Distribution of the Sobol’ indices on Ishigami function

In this document, we consider the Ishigami function and check the distribution of the sensitivity indices. We check that it is consistent with the actual distribution of the estimator.

The problem is that the exact distribution of the estimator is unknown in general. The asymptotic distribution is known, but this may not reflect the true distribution when the sample size is not large enough. In order to get a reference distribution of the estimator, we generate a Monte-Carlo sample of the Sobol’ indices, but repeating the estimation of the Sobol’ indices on indepedent sub-samples. Then we use kernel smoothing to approximate the actual distribution of the Sobol’ indices.

import openturns as ot
import otbenchmark as otb
import openturns.viewer as otv
import pylab as pl

When we estimate Sobol’ indices, we may encounter the following warning messages: ` WRN - The estimated first order Sobol index (2) is greater than its total order index ... WRN - The estimated total order Sobol index (2) is lesser than first order index ... ` Lots of these messages are printed in the current Notebook. This is why we disable them with:

ot.Log.Show(ot.Log.NONE)
problem = otb.IshigamiSensitivity()
print(problem)
name = Ishigami
distribution = ComposedDistribution(Uniform(a = -3.14159, b = 3.14159), Uniform(a = -3.14159, b = 3.14159), Uniform(a = -3.14159, b = 3.14159), IndependentCopula(dimension = 3))
function = ParametricEvaluation([X1,X2,X3,a,b]->[sin(X1) + a * sin(X2)^2 + b * X3^4 * sin(X1)], parameters positions=[3,4], parameters=[a : 7, b : 0.1], input positions=[0,1,2])
firstOrderIndices = [0.313905,0.442411,0]
totalOrderIndices = [0.557589,0.442411,0.243684]

In the following loop, we compare the distribution of the sensitivity indices computed and the actual distribution of the estimator computed by Monte-Carlo sampling (using kernel smoothing). The distribution of the sensitivity indices can be computed either from bootstrap (using kernel smoothing to approximate the distribution) or from asymptotic analysis (using a Gaussian distribution).

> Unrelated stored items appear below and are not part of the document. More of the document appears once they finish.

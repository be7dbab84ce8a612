//! Simulated host for `--simulate`

use mcu_detect::CandidateInterface;
use mcu_sim::{SimBehavior, SimPlatform, VirtualController};

/// Interface path of the simulated controller
pub const SIM_CONTROLLER_PATH: &str =
    r"\\?\hid#vid_1ff7&pid_0f21&mi_00&col02#7&2f9c1a&0&0001#{4d1e55b2-f16f-11cf-88cb-001111000030}";

/// A host with one controller and one unrelated keyboard
pub fn host() -> SimPlatform {
    let mut platform = SimPlatform::new();
    platform.add_bystander(CandidateInterface::new(
        r"\\?\hid#vid_046d&pid_c31c&mi_00#7&11a4&0&0000#{4d1e55b2-f16f-11cf-88cb-001111000030}",
        0x6400,
    ));
    platform.add_controller(
        CandidateInterface::new(SIM_CONTROLLER_PATH, 0x0400),
        VirtualController::new(),
        SimBehavior::default(),
    );
    platform
}
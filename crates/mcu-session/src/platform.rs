//! Platform collaborator traits
//!
//! A [`Platform`] enumerates HID interfaces and opens them; a
//! [`DeviceHandle`] moves frames in and out of one open interface. Closing a
//! handle is dropping it.

use std::time::Duration;

use mcu_detect::CandidateInterface;
use mcu_protocol::Frame;

use crate::error::PlatformError;

/// Host side of the HID transport
pub trait Platform: Send {
    type Handle: DeviceHandle;

    /// List the HID interfaces currently attached; may be empty
    fn enumerate_interfaces(&mut self) -> Result<Vec<CandidateInterface>, PlatformError>;

    /// Open one interface by path
    fn open(&mut self, path: &str) -> Result<Self::Handle, PlatformError>;
}

/// One open interface
pub trait DeviceHandle: Send {
    /// Write a frame, returning whether the OS accepted it
    fn write(&mut self, frame: &Frame) -> bool;

    /// Read up to `buf.len()` bytes, blocking at most `timeout`
    ///
    /// `Ok(0)` means nothing arrived in time.
    fn read(&mut self, buf: &mut [u8], timeout: Duration) -> Result<usize, PlatformError>;
}

/// Write and read handles opened on the same interface
pub struct HandlePair<H> {
    pub path: String,
    pub writer: H,
    pub reader: H,
}

impl<H: DeviceHandle> HandlePair<H> {
    /// Open both handles, dropping the first if the second fails
    pub fn open<P>(platform: &mut P, path: &str) -> Result<Self, PlatformError>
    where
        P: Platform<Handle = H>,
    {
        let writer = platform.open(path)?;
        let reader = platform.open(path)?;
        Ok(Self {
            path: path.to_string(),
            writer,
            reader,
        })
    }
}
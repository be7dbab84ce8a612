// CLI definitions using clap

use clap::{ArgAction, Parser, Subcommand, ValueEnum};

#[derive(Parser, Debug)]
#[command(name = "mcuctl")]
#[command(author, version, about = "Seewo board controller unit tool")]
#[command(propagate_version = true)]
pub struct Cli {
    /// Interface path to use instead of discovery (overrides the pinned device)
    #[arg(long, global = true, value_name = "PATH")]
    pub device: Option<String>,

    /// Read deadline per attempt in milliseconds
    #[arg(long, global = true, value_name = "MS")]
    pub timeout_ms: Option<u64>,

    /// Attempts per request
    #[arg(long, global = true, value_parser = clap::value_parser!(u32).range(1..=20))]
    pub attempts: Option<u32>,

    /// Wait for acknowledgements of write-only commands
    #[arg(long, global = true)]
    pub confirm_acks: bool,

    /// Talk to a simulated controller instead of the HID stack
    #[arg(long, global = true)]
    pub simulate: bool,

    /// Print machine-readable JSON
    #[arg(long, global = true)]
    pub json: bool,

    /// Increase log verbosity (-v debug, -vv trace)
    #[arg(short, long, global = true, action = ArgAction::Count)]
    pub verbose: u8,

    #[command(subcommand)]
    pub command: Command,
}

#[derive(Subcommand, Debug, Clone, PartialEq, Eq)]
pub enum Command {
    // === Query Commands ===
    /// Show the bound device and everything the controller reports
    #[command(visible_alias = "i")]
    Info,

    /// Board model name
    #[command(visible_alias = "name")]
    BoardName,

    /// Board IP address
    Ip,

    /// Controller unique id
    Uid,

    /// Touch panel size in inches
    #[command(visible_alias = "size")]
    TouchSize,

    /// Firmware version string
    #[command(visible_aliases = ["firmware", "fw"])]
    Version,

    // === Set Commands ===
    /// Change the volume by a number of steps (negative lowers it; "up"/"down" mean one step)
    #[command(visible_alias = "vol")]
    Volume {
        #[arg(allow_hyphen_values = true, value_parser = parse_steps)]
        steps: i32,
    },

    /// Switch the display input to HDMI 1
    Hdmi,

    /// Enable or disable the stylus
    Pen {
        #[arg(value_enum)]
        state: Toggle,
    },

    // === Device Selection ===
    /// List interfaces that look like a controller, best first
    #[command(visible_alias = "ls")]
    List,

    /// Remember an interface path for later runs
    Pin {
        path: String,
    },

    /// Forget the remembered interface path
    Unpin,
}

#[derive(ValueEnum, Debug, Clone, Copy, PartialEq, Eq)]
pub enum Toggle {
    On,
    Off,
}

impl Toggle {
    pub fn enabled(self) -> bool {
        self == Toggle::On
    }
}

/// Volume steps: a signed count, or `up` / `down` for a single step
pub fn parse_steps(s: &str) -> Result<i32, String> {
    match s.to_ascii_lowercase().as_str() {
        "up" => Ok(1),
        "down" => Ok(-1),
        other => other
            .trim_start_matches('+')
            .parse::<i32>()
            .map_err(|_| format!("'{}' is not a step count (e.g. 3, -2, up, down)", s))
            .and_then(|n| {
                if n.unsigned_abs() <= 100 {
                    Ok(n)
                } else {
                    Err(format!("{} steps is out of range (-100..=100)", n))
                }
            }),
    }
}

In both cases, the distribution is estimated using one sample only. On the contrary, the actual distribution of the estimator (i.e. the reference distribution) is computed by generating independent realizations of the estimator. Hence, it is expected that the distribution computed is not centered on the true value of the sensitivity indices. Instead, the distribution based on the sample of estimators must be centered on the true value of the index, since these estimators are consistent, converge to the true value when the sample size increase and have no observable bias (although this is not proven by theory).

The two essential parameters in the script are the following:

  • sampleSize is the size of the sample used to estimated on set of sensitivity indices (the number of sensitivity indices is equal to twice, because of first and total order Sobol’ indices, the product of the number of input variables),

  • numberOfRepetitions is the size of the Monte-Carlo sample of sensitivity indices.

We do not necessarily want to use a large value of sampleSize. This may be required, however, if we want to check the asymptotic distribution computed, because the asymptotic regime may not be reached for small values and the code cannot be blamed for that. This is why the asymptotic option may fail if sampleSize is not large enough. The bootstrap option may fail too, because the sample size may be so small that re-sampling in the basic sample may not provide enough variability.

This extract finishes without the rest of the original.